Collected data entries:
________________________________________

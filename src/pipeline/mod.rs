mod frame_loop;

pub use frame_loop::{FrameLoop, LoopState, RunSummary};

use crate::background::{create_model, BackgroundModel, ForegroundMask, Frame, ModelKind};
use crate::cleaning::MaskCleaner;
use crate::config::PipelineConfig;
use crate::contours::{render_contours, ContourExtractor, ContourHierarchy, ContourPalette};
use crate::error::Result;
use crate::params::{ParameterStore, Parameters};
use image::{Rgb, RgbImage};
use std::time::{Duration, Instant};

/// Time spent in each stage of one frame
#[derive(Debug, Clone, Copy, Default, PartialEq)]
pub struct StageTimings {
    pub model: Duration,
    pub clean: Duration,
    pub extract: Duration,
    pub render: Duration,
}

impl std::ops::AddAssign for StageTimings {
    fn add_assign(&mut self, rhs: Self) {
        self.model += rhs.model;
        self.clean += rhs.clean;
        self.extract += rhs.extract;
        self.render += rhs.render;
    }
}

/// Everything one frame produced
pub struct FrameOutputs {
    /// Raw masks of every model, in update order
    pub masks: Vec<(ModelKind, ForegroundMask)>,
    /// Closed mask of the contour model
    pub cleaned: ForegroundMask,
    pub contours: ContourHierarchy,
    pub colors: Vec<Rgb<u8>>,
    /// Contours drawn on a black canvas
    pub overlay: RgbImage,
    /// Parameters this frame was processed with
    pub parameters: Parameters,
    pub timings: StageTimings,
}

impl FrameOutputs {
    pub fn mask(&self, kind: ModelKind) -> Option<&ForegroundMask> {
        self.masks
            .iter()
            .find(|(k, _)| *k == kind)
            .map(|(_, mask)| mask)
    }
}

/// State that lives across frames
///
/// Both background models, the tuning parameters, the cached structuring
/// element and the palette generator. Only the frame loop mutates it, one
/// frame at a time.
pub struct PipelineContext {
    parameters: ParameterStore,
    models: Vec<Box<dyn BackgroundModel>>,
    contour_model: ModelKind,
    cleaner: MaskCleaner,
    extractor: ContourExtractor,
    palette: ContourPalette,
    frames_processed: u64,
}

impl PipelineContext {
    pub fn new(config: &PipelineConfig) -> Result<Self> {
        config.validate()?;

        let models = [ModelKind::Mixture, ModelKind::Neighbor]
            .into_iter()
            .map(|kind| create_model(kind, &config.mixture, &config.neighbor))
            .collect();

        tracing::info!(
            "Pipeline ready: contour model={}, edge_threshold={}, kernel_size={}",
            config.contour_model,
            config.parameters.edge_threshold,
            config.parameters.kernel_size
        );

        Ok(Self {
            parameters: ParameterStore::new(config.parameters),
            models,
            contour_model: config.contour_model,
            cleaner: MaskCleaner::new(),
            extractor: ContourExtractor::default(),
            palette: ContourPalette::new(config.palette_seed),
            frames_processed: 0,
        })
    }

    pub fn parameters(&self) -> &ParameterStore {
        &self.parameters
    }

    pub fn parameters_mut(&mut self) -> &mut ParameterStore {
        &mut self.parameters
    }

    pub fn contour_model(&self) -> ModelKind {
        self.contour_model
    }

    pub fn frames_processed(&self) -> u64 {
        self.frames_processed
    }

    /// Forget the learned background of every model
    pub fn reset_models(&mut self) {
        for model in &mut self.models {
            model.reset_state();
        }
    }

    /// Run one frame through update, clean, extract and render, in that order
    ///
    /// Parameter changes staged before the call take effect here.
    pub fn process(&mut self, frame: &Frame) -> FrameOutputs {
        let _span = tracing::debug_span!("frame", index = self.frames_processed + 1).entered();

        self.parameters.commit();
        let parameters = self.parameters.current();
        let mut timings = StageTimings::default();

        let model_start = Instant::now();
        let masks: Vec<(ModelKind, ForegroundMask)> = self
            .models
            .iter_mut()
            .map(|model| (model.kind(), model.apply(frame)))
            .collect();
        timings.model = model_start.elapsed();

        let clean_start = Instant::now();
        let (width, height) = frame.dimensions();
        let mut cleaned = masks
            .iter()
            .find(|(kind, _)| *kind == self.contour_model)
            .map(|(_, mask)| mask.clone())
            .unwrap_or_else(|| crate::background::empty_mask(width, height));
        self.cleaner
            .clean(&mut cleaned, parameters.kernel_size as i32);
        timings.clean = clean_start.elapsed();

        let extract_start = Instant::now();
        let contours = self.extractor.extract(&cleaned, parameters.edge_threshold);
        timings.extract = extract_start.elapsed();

        let render_start = Instant::now();
        let colors = self.palette.assign(&contours);
        let overlay = render_contours(&contours, &colors, width, height);
        timings.render = render_start.elapsed();

        self.frames_processed += 1;

        FrameOutputs {
            masks,
            cleaned,
            contours,
            colors,
            overlay,
            parameters,
            timings,
        }
    }
}
use crate::background::{MixtureConfig, ModelKind, NeighborConfig};
use crate::contours::DEFAULT_PALETTE_SEED;
use crate::error::Result;
use crate::params::Parameters;
use std::time::Duration;

/// Everything needed to build a pipeline
#[derive(Debug, Clone, PartialEq)]
pub struct PipelineConfig {
    pub mixture: MixtureConfig,
    pub neighbor: NeighborConfig,
    /// Initial tuning values
    pub parameters: Parameters,
    /// Model whose mask is cleaned and fed to contour extraction
    pub contour_model: ModelKind,
    pub palette_seed: u64,
}

impl Default for PipelineConfig {
    fn default() -> Self {
        Self {
            mixture: MixtureConfig::default(),
            neighbor: NeighborConfig::default(),
            parameters: Parameters::default(),
            contour_model: ModelKind::Neighbor,
            palette_seed: DEFAULT_PALETTE_SEED,
        }
    }
}

impl PipelineConfig {
    pub fn validate(&self) -> Result<()> {
        self.mixture.validate()?;
        self.neighbor.validate()?;
        Ok(())
    }
}

/// Frame loop pacing and limits
#[derive(Debug, Clone, PartialEq, Eq)]
pub struct LoopConfig {
    /// Bounded wait for control input after each frame
    pub wait: Duration,
    /// Stop normally after this many frames
    pub max_frames: Option<u64>,
    /// Frames between two timing reports
    pub stats_interval: u64,
}

impl Default for LoopConfig {
    fn default() -> Self {
        Self {
            wait: Duration::from_millis(30),
            max_frames: None,
            stats_interval: 30,
        }
    }
}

________________________________________

**To do:** From the entries above, copy each line that holds "cleaned".

**Result of the task:**
    pub cleaned: ForegroundMask,
        let mut cleaned = masks
            .clean(&mut cleaned, parameters.kernel_size as i32);
        let contours = self.extractor.extract(&cleaned, parameters.edge_threshold);
            cleaned,
    /// Model whose mask is cleaned and fed to contour extraction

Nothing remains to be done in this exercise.